Every kind of marine species affiliated with the Cocos area seems to be attracted to this rock.
Underwater, this rock plunges down both sharply and gradually. It is broken up with large ledges, some with sandy bottoms, and an outer pinnacle. The colorful, prolific fish life gives relief to the harsh contours of the reef. Sometimes the fish gather in such numbers that they momentarily blot out the sun.
During a dive, it is quite possible to go around the entire rock. The island side harbors whitetip sharks and marble rays, at times, lying on the sand. The jack schools tends to congregate on the outer side, where there is often some current.
Dos Amigos Grande
Cocos offers many thrilling dives but this is the most spectacular underwater vista. As you near the end of the wall, an enormous deep archway will appear. The sun pours through from above, and schooling fish, suspended in the entrance, are shrouded in limestone. Inside this subaquatic cathedral the walls seem to come alive. Light dances off every surface and the mass of fish and sharks tease and tantalize the eye as well as the camera lens.
Small Dos Amigos
This, the other of the two islands, is similar in appearance above water to its brother, but not below. Here some large snappers are so huge that they make the whitetip sharks look insignificant.
Manuelita Outside (West)
Lurking among the boulders of this dive are moray eels, lobsters, turtles, and a variety of vividly colored fish, such as blue-stiped snappers, trumpetfish, squirrelfish and hawkfish. Whitetip and hammerhead sharks circle around above and below.
Manuelita Inside (East side)
This site offers a tremendous variety of fish: jacks, rainbow runners, milkfish, grunts, goatfish, snappers, parrot, butterfly, puffer, box fish and turtles to name a few.
Manta Ray Corner
There is a rock off this point where the constant choppy sea sends up clouds of spray on impact. Here, beneath the surge and churning sea, is a dive that offers a chance of manta ray encounters.
Marble Ray Point
So far, this is one of two places on Cocos Island where marble rays rest motionless on the bottom in a group.
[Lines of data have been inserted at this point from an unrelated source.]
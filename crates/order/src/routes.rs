//! Order HTTP endpoints.

use std::sync::Arc;

use axum::Json;
use axum::Router;
use axum::extract::{Path, Query, State};
use axum::http::StatusCode;
use axum::routing::get;
use common::{AccountId, OrderId, Pagination, ServiceError};
use tower_http::trace::TraceLayer;

use crate::model::{CreateOrderRequest, Order};
use crate::service::OrderApi;

/// Builds the order service router.
pub fn router<S: OrderApi + 'static>(service: Arc<S>) -> Router {
    Router::new()
        .route("/health", get(common::http::health))
        .route("/orders", get(list::<S>).post(create::<S>))
        .route("/orders/{id}", get(fetch::<S>))
        .route("/accounts/{id}/orders", get(for_account::<S>))
        .with_state(service)
        .layer(TraceLayer::new_for_http())
}

/// POST /orders — place an order.
#[tracing::instrument(skip(service, req), fields(account_id = %req.account_id))]
async fn create<S: OrderApi>(
    State(service): State<Arc<S>>,
    Json(req): Json<CreateOrderRequest>,
) -> Result<(StatusCode, Json<Order>), ServiceError> {
    let order = service.create_order(req.account_id, req.products).await?;
    Ok((StatusCode::CREATED, Json(order)))
}

/// GET /orders/:id — fetch one order.
#[tracing::instrument(skip(service))]
async fn fetch<S: OrderApi>(
    State(service): State<Arc<S>>,
    Path(id): Path<String>,
) -> Result<Json<Order>, ServiceError> {
    Ok(Json(service.get_order(&OrderId::new(id)).await?))
}

/// GET /orders — list orders.
#[tracing::instrument(skip(service))]
async fn list<S: OrderApi>(
    State(service): State<Arc<S>>,
    Query(page): Query<Pagination>,
) -> Result<Json<Vec<Order>>, ServiceError> {
    Ok(Json(service.list_orders(page).await?))
}

/// GET /accounts/:id/orders — every order of one account.
#[tracing::instrument(skip(service))]
async fn for_account<S: OrderApi>(
    State(service): State<Arc<S>>,
    Path(id): Path<String>,
) -> Result<Json<Vec<Order>>, ServiceError> {
    Ok(Json(
        service.get_orders_for_account(&AccountId::new(id)).await?,
    ))
}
If approached correctly, they will allow a diver to get quite close. This is an ideal spot to study their behavior and take some pictures.
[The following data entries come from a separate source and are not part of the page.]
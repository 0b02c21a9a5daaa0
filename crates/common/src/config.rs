//! Service configuration loaded from environment variables.

use std::time::Duration;

use crate::deadline::DEFAULT_UPSTREAM_TIMEOUT;

/// Log output format.
#[derive(Debug, Clone, Copy, PartialEq, Eq, Default)]
pub enum LogFormat {
    #[default]
    Text,
    Json,
}

/// Configuration shared by every service binary, with sensible defaults.
///
/// Reads from environment variables:
/// - `HOST` — bind address (default: `"0.0.0.0"`)
/// - `PORT` — listen port (default: per service)
/// - `RUST_LOG` — tracing filter directive (default: `"info"`)
/// - `LOG_FORMAT` — `text` or `json` (default: `text`)
/// - `DATABASE_URL` — PostgreSQL URL; unset selects the in-memory store
/// - `DATABASE_CONNECT_ATTEMPTS` — start-up connection attempts (default: `30`)
/// - `ACCOUNT_SERVICE_URL`, `CATALOG_SERVICE_URL`, `ORDER_SERVICE_URL` — peers
/// - `UPSTREAM_TIMEOUT_MS` — deadline for each peer call (default: `3000`)
#[derive(Debug, Clone)]
pub struct ServiceConfig {
    pub host: String,
    pub port: u16,
    pub log_level: String,
    pub log_format: LogFormat,
    pub database_url: Option<String>,
    pub database_connect_attempts: u32,
    pub account_url: String,
    pub catalog_url: String,
    pub order_url: String,
    pub upstream_timeout: Duration,
}

impl ServiceConfig {
    /// Loads configuration from the process environment.
    pub fn from_env(default_port: u16) -> Self {
        Self::from_lookup(default_port, |key| std::env::var(key).ok())
    }

    /// Loads configuration through an arbitrary key lookup.
    pub fn from_lookup(default_port: u16, lookup: impl Fn(&str) -> Option<String>) -> Self {
        let defaults = Self::with_port(default_port);
        Self {
            host: lookup("HOST").unwrap_or(defaults.host),
            port: lookup("PORT")
                .and_then(|p| p.parse().ok())
                .unwrap_or(defaults.port),
            log_level: lookup("RUST_LOG").unwrap_or(defaults.log_level),
            log_format: match lookup("LOG_FORMAT").as_deref() {
                Some("json") => LogFormat::Json,
                _ => LogFormat::Text,
            },
            database_url: lookup("DATABASE_URL").filter(|url| !url.is_empty()),
            database_connect_attempts: lookup("DATABASE_CONNECT_ATTEMPTS")
                .and_then(|n| n.parse().ok())
                .unwrap_or(defaults.database_connect_attempts),
            account_url: lookup("ACCOUNT_SERVICE_URL").unwrap_or(defaults.account_url),
            catalog_url: lookup("CATALOG_SERVICE_URL").unwrap_or(defaults.catalog_url),
            order_url: lookup("ORDER_SERVICE_URL").unwrap_or(defaults.order_url),
            upstream_timeout: lookup("UPSTREAM_TIMEOUT_MS")
                .and_then(|ms| ms.parse().ok())
                .map(Duration::from_millis)
                .unwrap_or(defaults.upstream_timeout),
        }
    }

    fn with_port(port: u16) -> Self {
        Self {
            port,
            ..Self::default()
        }
    }

    /// Returns the `"host:port"` bind address string.
    pub fn addr(&self) -> String {
        format!("{}:{}", self.host, self.port)
    }
}

impl Default for ServiceConfig {
    fn default() -> Self {
        Self {
            host: "0.0.0.0".to_string(),
            port: 8080,
            log_level: "info".to_string(),
            log_format: LogFormat::Text,
            database_url: None,
            database_connect_attempts: 30,
            account_url: "http://localhost:8081".to_string(),
            catalog_url: "http://localhost:8082".to_string(),
            order_url: "http://localhost:8083".to_string(),
            upstream_timeout: DEFAULT_UPSTREAM_TIMEOUT,
        }
    }
}
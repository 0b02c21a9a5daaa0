//! The account contract and its local implementation.

use std::sync::Arc;

use async_trait::async_trait;
use common::{AccountId, Pagination, ServiceError};

use crate::model::Account;
use crate::repository::AccountRepository;

/// Operations the account service offers to its callers.
///
/// Implemented locally by [`AccountService`] and remotely by
/// [`crate::HttpAccountClient`], so callers can hold either.
#[async_trait]
pub trait AccountApi: Send + Sync {
    /// Creates an account with a fresh id.
    async fn create_account(&self, name: String) -> Result<Account, ServiceError>;

    /// Fetches an account; `NotFound` if it does not exist.
    async fn get_account(&self, id: &AccountId) -> Result<Account, ServiceError>;

    /// Lists accounts within the clamped window.
    async fn list_accounts(&self, page: Pagination) -> Result<Vec<Account>, ServiceError>;
}

#[async_trait]
impl<T: AccountApi + ?Sized> AccountApi for Arc<T> {
    async fn create_account(&self, name: String) -> Result<Account, ServiceError> {
        (**self).create_account(name).await
    }

    async fn get_account(&self, id: &AccountId) -> Result<Account, ServiceError> {
        (**self).get_account(id).await
    }

    async fn list_accounts(&self, page: Pagination) -> Result<Vec<Account>, ServiceError> {
        (**self).list_accounts(page).await
    }
}

/// Account service backed by a repository.
#[derive(Debug, Clone)]
pub struct AccountService<R: AccountRepository> {
    repository: R,
}

impl<R: AccountRepository> AccountService<R> {
    /// Creates a new account service over the given repository.
    pub fn new(repository: R) -> Self {
        Self { repository }
    }

    /// Returns a reference to the underlying repository.
    pub fn repository(&self) -> &R {
        &self.repository
    }
}

#[async_trait]
impl<R: AccountRepository> AccountApi for AccountService<R> {
    #[tracing::instrument(skip(self))]
    async fn create_account(&self, name: String) -> Result<Account, ServiceError> {
        let name = name.trim().to_string();
        if name.is_empty() {
            return Err(ServiceError::invalid("account name is required"));
        }

        let account = Account {
            id: AccountId::generate(),
            name,
        };
        self.repository.put_account(&account).await?;

        tracing::info!(account_id = %account.id, "account created");
        Ok(account)
    }

    #[tracing::instrument(skip(self))]
    async fn get_account(&self, id: &AccountId) -> Result<Account, ServiceError> {
        if id.is_blank() {
            return Err(ServiceError::invalid("account id is required"));
        }
        self.repository
            .get_account(id)
            .await?
            .ok_or_else(|| ServiceError::not_found("account", id))
    }

    #[tracing::instrument(skip(self))]
    async fn list_accounts(&self, page: Pagination) -> Result<Vec<Account>, ServiceError> {
        let page = page.bounds()?;
        Ok(self.repository.list_accounts(page).await?)
    }
}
During the day, butterfly and damsel fish are a few of the fish that can be seen roaming the reef for food. This would certainly be a good snorkeling and night dive spot.
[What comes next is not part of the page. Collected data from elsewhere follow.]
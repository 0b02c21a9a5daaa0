//! Exact decimal money amounts.

use std::str::FromStr;

use rust_decimal::Decimal;
use serde::{Deserialize, Serialize};

/// A money amount backed by an exact decimal.
///
/// Serialized as a decimal string (`"24.48"`) so that no precision is lost on
/// the wire.
#[derive(Debug, Clone, Copy, PartialEq, Eq, PartialOrd, Ord, Hash, Default, Serialize, Deserialize)]
#[serde(transparent)]
pub struct Money(Decimal);

impl Money {
    /// Creates a money amount from a decimal.
    pub fn new(amount: Decimal) -> Self {
        Self(amount)
    }

    /// Creates a money amount from minor units (e.g., 999 = 9.99).
    pub fn from_cents(cents: i64) -> Self {
        Self(Decimal::new(cents, 2))
    }

    /// Returns zero money.
    pub fn zero() -> Self {
        Self(Decimal::ZERO)
    }

    /// Returns the underlying decimal.
    pub fn amount(&self) -> Decimal {
        self.0
    }

    /// Returns true if the amount is below zero.
    pub fn is_negative(&self) -> bool {
        self.0.is_sign_negative() && !self.0.is_zero()
    }

    /// Returns true if the amount is zero.
    pub fn is_zero(&self) -> bool {
        self.0.is_zero()
    }

    /// Multiplies by a quantity; `None` on overflow.
    pub fn checked_multiply(&self, quantity: u32) -> Option<Money> {
        self.0.checked_mul(Decimal::from(quantity)).map(Money)
    }

    /// Adds two amounts; `None` on overflow.
    pub fn checked_add(&self, rhs: Money) -> Option<Money> {
        self.0.checked_add(rhs.0).map(Money)
    }

    /// Whether the amount fits a `NUMERIC(18,4)` column without rounding:
    /// at most four fractional digits and fourteen integer digits.
    pub fn is_storable(&self) -> bool {
        self.0.normalize().scale() <= MAX_SCALE && self.0.abs() < Decimal::from(STORABLE_LIMIT)
    }
}

/// Fractional digits kept by stored amounts.
pub const MAX_SCALE: u32 = 4;

/// Exclusive upper bound on the magnitude of stored amounts.
const STORABLE_LIMIT: i64 = 100_000_000_000_000;

impl std::fmt::Display for Money {
    fn fmt(&self, f: &mut std::fmt::Formatter<'_>) -> std::fmt::Result {
        write!(f, "{}", self.0)
    }
}

impl FromStr for Money {
    type Err = rust_decimal::Error;

    fn from_str(s: &str) -> Result<Self, Self::Err> {
        Decimal::from_str(s).map(Money)
    }
}

impl From<Decimal> for Money {
    fn from(amount: Decimal) -> Self {
        Self(amount)
    }
}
There is a tunnel or deep cave on the north side of the bay, set in the rock. It is visible above and below the water level, but strong surges make entry impossible. Reef life is sparse, although it is possible to see rays, eels and some fish.
When to Visit Cocos Island
Cocos Island lies in an Intertropical Convergence Zone. This zone is where the weather patterns of the two hemispheres converge near the equator. Here North and Southeast trade winds meet with the north and south equatorial currents. The warm north and south equatorial currents run in a westerly direction, which helps create a humid climate. While between the two, the counter equatorial current runs in the opposite direction. Ascending nutrient rich waters with these currents as they converge.
This high rainforest-clad island, with diverse currents and weather patterns, is rarely seen without some kind of cloud cover and receives 18-24ft (6-8m) of rain annually.
The dry season is from January-April, and the wet season is June-December. Torrential rain and beautiful sunny skies can be expected throughout the year.
Water temperatures are variable, but basically run between 74-87°F (23-30°C). Temperatures can vary dramatically with depth. Nearer the surface the water is warmer and deeper down it gets colder quickly. Air Temperatures range rarely fall below 75°F (20-33°C). It is hard to imagine good underwater visibility associated with an area of such high rainfall but, in fact, it has little effect.